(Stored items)
────
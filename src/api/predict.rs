use axum::{extract::rejection::JsonRejection, extract::State, Json};
use serde::{Deserialize, Serialize};
use tracing::debug;
use validator::Validate;

use super::{ApiError, AppState, ModelSlot};
use crate::features::Season;
use crate::ml::LoadQuery;

/// One hourly record to score. Quantities are MW.
#[derive(Debug, Clone, Serialize, Deserialize, Validate)]
pub struct PredictionRequest {
    #[validate(range(min = 0.0, max = 50000.0))]
    pub generation_biomass: f64,
    #[validate(range(min = 0.0, max = 50000.0))]
    pub generation_fossil_brown_coal_lignite: f64,
    #[validate(range(min = 0.0, max = 50000.0))]
    pub generation_fossil_coal_derived_gas: f64,
    #[validate(range(min = 0.0, max = 50000.0))]
    pub generation_fossil_gas: f64,
    #[validate(range(min = 0.0, max = 50000.0))]
    pub generation_fossil_hard_coal: f64,
    #[validate(range(min = 0.0, max = 50000.0))]
    pub generation_fossil_oil: f64,
    #[validate(range(min = 0.0, max = 50000.0))]
    pub generation_geothermal: f64,
    #[validate(range(min = 0.0, max = 50000.0))]
    pub generation_hydro_pumped_storage_consumption: f64,
    #[validate(range(min = 0.0, max = 50000.0))]
    pub generation_hydro_run_of_river_and_poundage: f64,
    #[validate(range(min = 0.0, max = 50000.0))]
    pub generation_hydro_water_reservoir: f64,
    #[validate(range(min = 0.0, max = 50000.0))]
    pub generation_solar: f64,
    #[validate(range(min = 0.0, max = 50000.0))]
    pub generation_wind_onshore: f64,
    #[validate(range(min = 0.0, max = 50000.0))]
    pub forecast_solar_day_ahead: f64,
    #[validate(range(min = 0.0, max = 50000.0))]
    pub forecast_wind_onshore_day_ahead: f64,
    #[validate(range(min = 0.0, max = 100000.0))]
    pub total_load_forecast: f64,
    #[validate(range(max = 23))]
    pub hour: u32,
    /// Monday = 0
    #[validate(range(max = 6))]
    pub day_of_week: u32,
    #[validate(range(min = 1, max = 12))]
    pub month: u32,
    #[validate(range(max = 1))]
    pub is_weekend: u8,
    /// 0 = Fall, 1 = Spring, 2 = Summer, 3 = Winter
    #[validate(range(max = 3))]
    pub season: u8,
}

impl PredictionRequest {
    /// Quantities under their dataset column names.
    pub fn quantities(&self) -> Vec<(String, f64)> {
        [
            ("generation biomass", self.generation_biomass),
            ("generation fossil brown coal/lignite", self.generation_fossil_brown_coal_lignite),
            ("generation fossil coal-derived gas", self.generation_fossil_coal_derived_gas),
            ("generation fossil gas", self.generation_fossil_gas),
            ("generation fossil hard coal", self.generation_fossil_hard_coal),
            ("generation fossil oil", self.generation_fossil_oil),
            ("generation geothermal", self.generation_geothermal),
            (
                "generation hydro pumped storage consumption",
                self.generation_hydro_pumped_storage_consumption,
            ),
            (
                "generation hydro run-of-river and poundage",
                self.generation_hydro_run_of_river_and_poundage,
            ),
            ("generation hydro water reservoir", self.generation_hydro_water_reservoir),
            ("generation solar", self.generation_solar),
            ("generation wind onshore", self.generation_wind_onshore),
            ("forecast solar day ahead", self.forecast_solar_day_ahead),
            ("forecast wind onshore day ahead", self.forecast_wind_onshore_day_ahead),
            ("total load forecast", self.total_load_forecast),
        ]
        .into_iter()
        .map(|(column, value)| (column.to_string(), value))
        .collect()
    }

    pub fn to_query(&self) -> Result<LoadQuery, ApiError> {
        let season = Season::from_code(self.season as usize)
            .ok_or_else(|| ApiError::ValidationError(format!("season: unknown code {}", self.season)))?;
        Ok(LoadQuery {
            quantities: self.quantities(),
            hour: self.hour,
            day_of_week: self.day_of_week,
            month: self.month,
            is_weekend: self.is_weekend == 1,
            season,
        })
    }
}

#[derive(Debug, Serialize, Deserialize)]
pub struct PredictionResponse {
    pub prediction: f64,
}

/// POST /predict
pub async fn predict(
    State(state): State<AppState>,
    payload: Result<Json<PredictionRequest>, JsonRejection>,
) -> Result<Json<PredictionResponse>, ApiError> {
    let Json(request) = payload?;
    request.validate()?;

    let predictor = match state.model.as_ref() {
        ModelSlot::Ready(predictor) => predictor,
        ModelSlot::Unavailable(reason) => return Err(ApiError::ModelUnavailable(reason.clone())),
    };

    let prediction = predictor.predict(&request.to_query()?)?;
    debug!(prediction, hour = request.hour, season = request.season, "prediction served");
    Ok(Json(PredictionResponse { prediction }))
}

#[cfg(test)]
mod tests {
    use super::*;

    fn reference() -> PredictionRequest {
        PredictionRequest {
            generation_biomass: 400.0,
            generation_fossil_brown_coal_lignite: 300.0,
            generation_fossil_coal_derived_gas: 0.0,
            generation_fossil_gas: 5000.0,
            generation_fossil_hard_coal: 4000.0,
            generation_fossil_oil: 200.0,
            generation_geothermal: 0.0,
            generation_hydro_pumped_storage_consumption: 500.0,
            generation_hydro_run_of_river_and_poundage: 1000.0,
            generation_hydro_water_reservoir: 3000.0,
            generation_solar: 1500.0,
            generation_wind_onshore: 6000.0,
            forecast_solar_day_ahead: 1400.0,
            forecast_wind_onshore_day_ahead: 5800.0,
            total_load_forecast: 26000.0,
            hour: 15,
            day_of_week: 2,
            month: 12,
            is_weekend: 0,
            season: 3,
        }
    }

    #[test]
    fn test_reference_record_is_valid() {
        assert!(reference().validate().is_ok());
        let query = reference().to_query().unwrap();
        assert_eq!(query.season, Season::Winter);
        assert!(!query.is_weekend);
        assert_eq!(query.quantities.len(), 15);
        assert!(query
            .quantities
            .contains(&("generation fossil brown coal/lignite".to_string(), 300.0)));
    }

    #[test]
    fn test_out_of_range_fields_rejected() {
        let mut request = reference();
        request.hour = 24;
        let errors = request.validate().unwrap_err();
        assert!(errors.field_errors().contains_key("hour"));

        let mut request = reference();
        request.season = 4;
        assert!(request.validate().is_err());

        let mut request = reference();
        request.generation_solar = -1.0;
        assert!(request.validate().is_err());

        let mut request = reference();
        request.total_load_forecast = 60000.0;
        assert!(request.validate().is_ok());
    }
}
//! Full batch pipeline on a synthetic two-week dataset.

mod common;

use common::{reference_query, test_config, trained_workspace, write_raw_data, HOURS};
use energy_load_forecaster::data::{load_csv, Dataset, LoadMode, TARGET_COLUMN};
use energy_load_forecaster::forecast::SarimaModel;
use energy_load_forecaster::ml::{LoadPredictor, ModelArtifact, ModelKind};
use energy_load_forecaster::pipeline::{self, FamilyOutcome};
use energy_load_forecaster::tracking::{RunRecord, Trackers};
use energy_load_forecaster::PipelineError;

#[test]
fn test_analyze_writes_reports() {
    let dir = tempfile::tempdir().unwrap();
    let cfg = test_config(dir.path());
    write_raw_data(&cfg.paths.raw_dir);

    let reports = pipeline::analyze(&cfg).unwrap();
    assert_eq!(reports.len(), 2);
    // one row carries a negative generation value and is quarantined
    assert_eq!(reports[0].rows, HOURS as usize - 1);
    assert_eq!(reports[1].rows, HOURS as usize);

    let json = std::fs::read_to_string(cfg.paths.processed_dir.join("energy_analysis.json")).unwrap();
    let value: serde_json::Value = serde_json::from_str(&json).unwrap();
    assert_eq!(value["dataset"], "energy");
    assert!(cfg.paths.processed_dir.join("weather_analysis.json").exists());
}

#[test]
fn test_engineer_and_preprocess_outputs() {
    let dir = tempfile::tempdir().unwrap();
    let cfg = test_config(dir.path());
    write_raw_data(&cfg.paths.raw_dir);

    pipeline::engineer(&cfg).unwrap();
    let processed_path = cfg.paths.processed_dir.join(Dataset::Energy.processed_file());
    let processed = load_csv(&processed_path, Dataset::Energy.schema(), LoadMode::Derived)
        .unwrap()
        .frame;
    for column in ["hour", "day_of_week", "month", "year", "is_weekend", "season", "generation solar_percentage"] {
        assert!(processed.has_column(column), "missing engineered column {}", column);
    }
    assert!(processed.numeric("generation biomass").unwrap().iter().all(Option::is_some));

    let manifests = pipeline::preprocess(&cfg).unwrap();
    assert_eq!(manifests.len(), 2);
    let energy = &manifests[0];
    assert!(energy.encoded_columns.contains(&"is_weekend".to_string()));
    assert!(energy.scaled_columns.contains(&TARGET_COLUMN.to_string()));
    assert!(cfg.paths.encoders_dir.join("energy/manifest.bin").exists());
    assert!(cfg.paths.encoders_dir.join("weather/numeric_scaler.bin").exists());
    assert!(cfg.paths.processed_dir.join(Dataset::Weather.final_file()).exists());
}

#[test]
fn test_train_persists_candidates_and_serves_reference_record() {
    let (_dir, cfg) = trained_workspace();

    for kind in [ModelKind::RandomForest, ModelKind::GradientBoosting, ModelKind::LinearRegression] {
        assert!(cfg.paths.models_dir.join(pipeline::model_file(kind)).exists());
    }
    assert!(cfg.model_path().exists());

    let runs: Vec<RunRecord> = std::fs::read_to_string(cfg.runs_path())
        .unwrap()
        .lines()
        .map(|l| serde_json::from_str(l).unwrap())
        .collect();
    assert_eq!(runs.len(), 3);
    assert!(runs.iter().all(|r| r.metrics.contains_key("mse") && r.metrics.contains_key("r2")));

    let predictor = LoadPredictor::load(&cfg.model_path(), &cfg.paths.encoders_dir).unwrap();
    let prediction = predictor.predict(&reference_query()).unwrap();
    assert!(prediction.is_finite());
}

#[test]
fn test_model_with_foreign_schema_hash_is_rejected() {
    let (dir, cfg) = trained_workspace();

    let artifact = ModelArtifact::load(&cfg.model_path()).unwrap();
    let foreign = dir.path().join("foreign.bin");
    artifact.payload.save(&foreign, "0000000000000000").unwrap();

    let err = LoadPredictor::load(&foreign, &cfg.paths.encoders_dir).unwrap_err();
    assert!(matches!(err, PipelineError::IncompatibleArtifact { .. }));
}

#[test]
fn test_tune_keeps_one_model_per_family() {
    let (_dir, cfg) = trained_workspace();

    let summary = pipeline::tune(&cfg, &Trackers::default()).unwrap();
    assert_eq!(summary.families.len(), 2);
    assert_eq!(summary.families[0].kind, ModelKind::RandomForest);
    for family in &summary.families {
        match &family.outcome {
            FamilyOutcome::Tuned { cv_mse, evaluated, .. } => {
                assert!(cv_mse.is_finite());
                assert_eq!(*evaluated, family.configurations);
            }
            FamilyOutcome::Failed { error } => panic!("{} failed: {}", family.kind, error),
        }
    }
    assert_eq!(summary.families[0].configurations, 2);
    assert!(cfg
        .paths
        .models_dir
        .join(pipeline::best_model_file(ModelKind::RandomForest))
        .exists());
    assert!(cfg
        .paths
        .models_dir
        .join(pipeline::best_model_file(ModelKind::GradientBoosting))
        .exists());

    let served = ModelArtifact::load(&cfg.model_path()).unwrap();
    assert_eq!(served.payload.spec.kind(), summary.best);
}

#[test]
fn test_tune_reports_failed_family_and_serves_the_other() {
    let (_dir, mut cfg) = trained_workspace();
    cfg.training.forest_grid.n_trees.clear();

    let summary = pipeline::tune(&cfg, &Trackers::from_config(&cfg)).unwrap();
    assert_eq!(summary.families.len(), 2);

    let forest = &summary.families[0];
    assert_eq!(forest.kind, ModelKind::RandomForest);
    assert!(forest.is_failed());
    assert_eq!(forest.configurations, 0);
    assert!(!summary.families[1].is_failed());
    assert_eq!(summary.best, ModelKind::GradientBoosting);
    assert!(!cfg
        .paths
        .models_dir
        .join(pipeline::best_model_file(ModelKind::RandomForest))
        .exists());

    let runs: Vec<RunRecord> = std::fs::read_to_string(cfg.runs_path())
        .unwrap()
        .lines()
        .map(|l| serde_json::from_str(l).unwrap())
        .collect();
    let failed: Vec<&RunRecord> = runs
        .iter()
        .filter(|r| r.tags.get("status").map(String::as_str) == Some("failed"))
        .collect();
    assert_eq!(failed.len(), 1);
    assert_eq!(failed[0].run_name, "RandomForest");
    assert_eq!(failed[0].tags["stage"], "tune");
}

#[test]
fn test_forecast_scores_held_out_day() {
    let dir = tempfile::tempdir().unwrap();
    let cfg = test_config(dir.path());
    write_raw_data(&cfg.paths.raw_dir);
    pipeline::engineer(&cfg).unwrap();

    let report = pipeline::forecast(&cfg, &Trackers::default()).unwrap();
    assert_eq!(report.points.len(), cfg.forecast.horizon_hours);
    assert!(report.metrics.mse.is_finite());
    assert!(report.metrics.mape.is_finite());

    let saved = SarimaModel::load(&cfg.paths.models_dir.join(pipeline::SARIMA_MODEL_FILE)).unwrap();
    assert_eq!(saved.last_timestamp, report.model.last_timestamp);
    assert!(cfg.paths.processed_dir.join(pipeline::FORECAST_FILE).exists());
}

#[test]
fn test_missing_raw_file_is_fatal() {
    let dir = tempfile::tempdir().unwrap();
    let cfg = test_config(dir.path());

    let err = pipeline::engineer(&cfg).unwrap_err();
    assert!(matches!(err, PipelineError::MissingFile(_)));
}
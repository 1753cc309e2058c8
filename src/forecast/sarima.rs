//! Seasonal ARIMA (1,1,1)(1,1,1,s)
//!
//! Estimation and forecasting are delegated to `anofox_forecast`'s SARIMA.
//! The persisted artifact holds the order and the fitting window; a loaded
//! model is refitted on that window before its first forecast.

use std::fmt;
use std::path::Path;

use anofox_forecast::core::TimeSeries;
use anofox_forecast::models::arima::SARIMA;
use anofox_forecast::models::Forecaster;
use chrono::{DateTime, Duration, Utc};
use serde::{Deserialize, Serialize};
use tracing::debug;

use crate::artifacts::{schema_hash, Artifact, ArtifactKind};
use crate::error::{PipelineError, Result};

/// Order (1,1,1)(1,1,1,s); only the season length varies.
#[derive(Debug, Clone, Copy, PartialEq, Eq, Serialize, Deserialize)]
pub struct SeasonalOrder {
    pub season_length: usize,
}

impl fmt::Display for SeasonalOrder {
    fn fmt(&self, f: &mut fmt::Formatter<'_>) -> fmt::Result {
        write!(f, "SARIMA(1,1,1)(1,1,1,{})", self.season_length)
    }
}

impl SeasonalOrder {
    /// Observations needed to fit: four seasons plus slack for the
    /// regular and seasonal differences and the ARMA lags.
    pub fn min_observations(&self) -> usize {
        4 * self.season_length + 16
    }

    fn estimator(&self) -> SARIMA {
        SARIMA::new(1, 1, 1, 1, 1, 1, self.season_length)
    }
}

#[derive(Serialize, Deserialize)]
pub struct SarimaModel {
    pub order: SeasonalOrder,
    pub n_obs: usize,
    pub last_timestamp: DateTime<Utc>,
    history: Vec<f64>,
    #[serde(skip)]
    fitted: Option<SARIMA>,
}

impl fmt::Debug for SarimaModel {
    fn fmt(&self, f: &mut fmt::Formatter<'_>) -> fmt::Result {
        f.debug_struct("SarimaModel")
            .field("order", &self.order)
            .field("n_obs", &self.n_obs)
            .field("last_timestamp", &self.last_timestamp)
            .field("fitted", &self.fitted.is_some())
            .finish()
    }
}

/// Hourly series ending at `last_timestamp`.
fn hourly_series(values: &[f64], last_timestamp: DateTime<Utc>) -> Result<TimeSeries> {
    let n = values.len() as i64;
    let timestamps = (0..n)
        .map(|i| last_timestamp - Duration::hours(n - 1 - i))
        .collect();
    TimeSeries::univariate(timestamps, values.to_vec()).map_err(PipelineError::model)
}

fn fit_estimator(order: SeasonalOrder, values: &[f64], last_timestamp: DateTime<Utc>) -> Result<SARIMA> {
    let series = hourly_series(values, last_timestamp)?;
    let mut estimator = order.estimator();
    estimator
        .fit(&series)
        .map_err(|e| PipelineError::Model(format!("{} failed to fit: {}", order, e)))?;
    Ok(estimator)
}

impl SarimaModel {
    pub fn fit(y: &[f64], order: SeasonalOrder, last_timestamp: DateTime<Utc>) -> Result<Self> {
        if order.season_length < 2 {
            return Err(PipelineError::InvalidConfig(format!(
                "season length must be at least 2, got {}",
                order.season_length
            )));
        }
        if y.len() < order.min_observations() {
            return Err(PipelineError::InsufficientData {
                required: order.min_observations(),
                actual: y.len(),
            });
        }
        if y.iter().any(|v| !v.is_finite()) {
            return Err(PipelineError::Model("series contains non-finite values".to_string()));
        }

        let estimator = fit_estimator(order, y, last_timestamp)?;
        debug!(order = %order, observations = y.len(), "fitted seasonal model");
        Ok(Self {
            order,
            n_obs: y.len(),
            last_timestamp,
            history: y.to_vec(),
            fitted: Some(estimator),
        })
    }

    /// Forecast `horizon` steps past the last observation. A loaded model
    /// is refitted on its history first.
    pub fn forecast(&mut self, horizon: usize) -> Result<Vec<f64>> {
        if self.fitted.is_none() {
            self.fitted = Some(fit_estimator(self.order, &self.history, self.last_timestamp)?);
        }
        let estimator = self
            .fitted
            .as_mut()
            .ok_or_else(|| PipelineError::Model(format!("{} has not been fitted", self.order)))?;

        let forecast = estimator
            .predict(horizon)
            .map_err(|e| PipelineError::Model(format!("{} failed to forecast: {}", self.order, e)))?
            .primary()
            .to_vec();
        if forecast.len() != horizon {
            return Err(PipelineError::Model(format!(
                "{} returned {} steps for a horizon of {}",
                self.order,
                forecast.len(),
                horizon
            )));
        }
        if forecast.iter().any(|v| !v.is_finite()) {
            return Err(PipelineError::Model(format!("{} produced a non-finite forecast", self.order)));
        }
        Ok(forecast)
    }

    /// The observations the model was fitted on.
    pub fn history(&self) -> &[f64] {
        &self.history
    }

    pub fn save(&self, path: &Path) -> Result<()> {
        Artifact::new(
            ArtifactKind::SeasonalModel,
            self.order.to_string(),
            series_schema_hash(),
            self,
        )
        .save(path)
    }

    pub fn load(path: &Path) -> Result<Self> {
        Ok(Artifact::<Self>::load_matching(path, ArtifactKind::SeasonalModel, &series_schema_hash())?.payload)
    }
}

fn series_schema_hash() -> String {
    schema_hash(&["time", crate::data::TARGET_COLUMN])
}

#[cfg(test)]
mod tests {
    use super::*;
    use chrono::TimeZone;
    use rand::{rngs::StdRng, Rng, SeedableRng};

    const DAY: usize = 24;

    fn order() -> SeasonalOrder {
        SeasonalOrder { season_length: DAY }
    }

    fn end() -> DateTime<Utc> {
        Utc.with_ymd_and_hms(2015, 1, 21, 23, 0, 0).unwrap()
    }

    fn noisy_daily_series(days: usize, seed: u64) -> Vec<f64> {
        let mut rng = StdRng::seed_from_u64(seed);
        (0..days * DAY)
            .map(|t| {
                let phase = (t % DAY) as f64 / DAY as f64 * std::f64::consts::TAU;
                25_000.0 + 4_000.0 * phase.sin() + 1_500.0 * (2.0 * phase).cos() + rng.gen_range(-50.0..50.0)
            })
            .collect()
    }

    fn mape(forecast: &[f64], actual: &[f64]) -> f64 {
        forecast
            .iter()
            .zip(actual)
            .map(|(f, a)| ((f - a) / a).abs())
            .sum::<f64>()
            / actual.len() as f64
            * 100.0
    }

    #[test]
    fn test_noisy_daily_series_forecasts_held_out_day() {
        let y = noisy_daily_series(22, 42);
        let n = y.len() - DAY;

        let mut model = SarimaModel::fit(&y[..n], order(), end()).unwrap();
        let forecast = model.forecast(DAY).unwrap();
        assert_eq!(forecast.len(), DAY);
        assert!(mape(&forecast, &y[n..]) < 5.0);
    }

    #[test]
    fn test_short_series_rejected() {
        let y = vec![1.0; order().min_observations() - 1];
        let err = SarimaModel::fit(&y, order(), end()).unwrap_err();
        assert!(matches!(err, PipelineError::InsufficientData { required, .. } if required == 4 * DAY + 16));
    }

    #[test]
    fn test_non_finite_series_rejected() {
        let mut y = noisy_daily_series(10, 7);
        y[50] = f64::NAN;
        let err = SarimaModel::fit(&y, order(), end()).unwrap_err();
        assert!(matches!(err, PipelineError::Model(_)));
    }

    #[test]
    fn test_season_length_must_be_seasonal() {
        let err = SarimaModel::fit(&[1.0; 200], SeasonalOrder { season_length: 1 }, end()).unwrap_err();
        assert!(matches!(err, PipelineError::InvalidConfig(_)));
    }

    #[test]
    fn test_loaded_model_refits_and_forecasts() {
        let dir = tempfile::tempdir().unwrap();
        let path = dir.path().join("sarima_model.bin");
        let y = noisy_daily_series(10, 3);
        let mut model = SarimaModel::fit(&y, order(), end()).unwrap();
        model.save(&path).unwrap();

        let mut loaded = SarimaModel::load(&path).unwrap();
        assert_eq!(loaded.order, model.order);
        assert_eq!(loaded.n_obs, y.len());
        assert_eq!(loaded.last_timestamp, end());
        assert_eq!(loaded.history(), &y[..]);

        let original = model.forecast(3).unwrap();
        let restored = loaded.forecast(3).unwrap();
        for (a, b) in original.iter().zip(&restored) {
            assert!((a - b).abs() < 1e-6 * a.abs().max(1.0), "{} vs {}", a, b);
        }
    }
}
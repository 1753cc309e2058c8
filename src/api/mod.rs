//! Prediction HTTP service

pub mod error;
pub mod health;
pub mod predict;

pub use error::{ApiError, ErrorResponse};

use std::sync::Arc;
use std::time::Duration;

use anyhow::Context;
use axum::{
    http::{header, HeaderValue, Method},
    routing::{get, post},
    Router,
};
use tower::ServiceBuilder;
use tower_http::{
    cors::{AllowOrigin, CorsLayer},
    timeout::TimeoutLayer,
    trace::TraceLayer,
};
use tracing::{info, warn};

use crate::config::Config;
use crate::ml::LoadPredictor;

const BODY_LIMIT_BYTES: usize = 64 * 1024;

/// The model a server instance answers with, fixed at startup.
#[derive(Debug)]
pub enum ModelSlot {
    Ready(LoadPredictor),
    Unavailable(String),
}

#[derive(Debug, Clone)]
pub struct AppState {
    pub model: Arc<ModelSlot>,
}

impl AppState {
    pub fn ready(predictor: LoadPredictor) -> Self {
        Self {
            model: Arc::new(ModelSlot::Ready(predictor)),
        }
    }

    pub fn unavailable(reason: impl Into<String>) -> Self {
        Self {
            model: Arc::new(ModelSlot::Unavailable(reason.into())),
        }
    }

    /// Load the configured model. Without `server.require_model` a load
    /// failure yields a server that answers every prediction with 500.
    pub fn from_config(cfg: &Config) -> anyhow::Result<Self> {
        let model_path = cfg.model_path();
        match LoadPredictor::load(&model_path, &cfg.paths.encoders_dir) {
            Ok(predictor) => Ok(Self::ready(predictor)),
            Err(e) if cfg.server.require_model => {
                Err(e).with_context(|| format!("loading model from {}", model_path.display()))
            }
            Err(e) => {
                warn!(error = %e, path = %model_path.display(), "starting without a model");
                Ok(Self::unavailable(e.to_string()))
            }
        }
    }
}

pub fn router(state: AppState, cfg: &Config) -> Router {
    let mut router = Router::new()
        .route("/", get(health::home))
        .route("/healthz", get(health::health_check))
        .route("/predict", post(predict::predict))
        .fallback(health::not_found)
        .with_state(state);

    if cfg.server.enable_cors {
        match cfg.server.cors_origin.parse::<HeaderValue>() {
            Ok(origin) => {
                let cors = CorsLayer::new()
                    .allow_origin(AllowOrigin::exact(origin))
                    .allow_methods([Method::GET, Method::POST])
                    .allow_headers([header::CONTENT_TYPE]);
                router = router.layer(cors);
            }
            Err(e) => warn!(origin = %cfg.server.cors_origin, error = %e, "invalid CORS origin, CORS disabled"),
        }
    }

    router
        .layer(
            ServiceBuilder::new()
                .layer(axum::extract::DefaultBodyLimit::max(BODY_LIMIT_BYTES))
                .layer(TimeoutLayer::new(Duration::from_secs(cfg.server.request_timeout_secs))),
        )
        .layer(TraceLayer::new_for_http())
}

pub async fn serve(cfg: Config) -> anyhow::Result<()> {
    let state = AppState::from_config(&cfg)?;
    let app = router(state, &cfg);

    let addr = cfg.server.socket_addr()?;
    let listener = tokio::net::TcpListener::bind(addr)
        .await
        .with_context(|| format!("binding {}", addr))?;
    info!(%addr, "prediction service listening");

    axum::serve(listener, app)
        .with_graceful_shutdown(crate::telemetry::shutdown_signal())
        .await?;
    info!("prediction service stopped");
    Ok(())
}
────
Copy every line above that includes the string "Winter".

Your response >>
    /// 0 = Fall, 1 = Spring, 2 = Summer, 3 = Winter
        assert_eq!(query.season, Season::Winter);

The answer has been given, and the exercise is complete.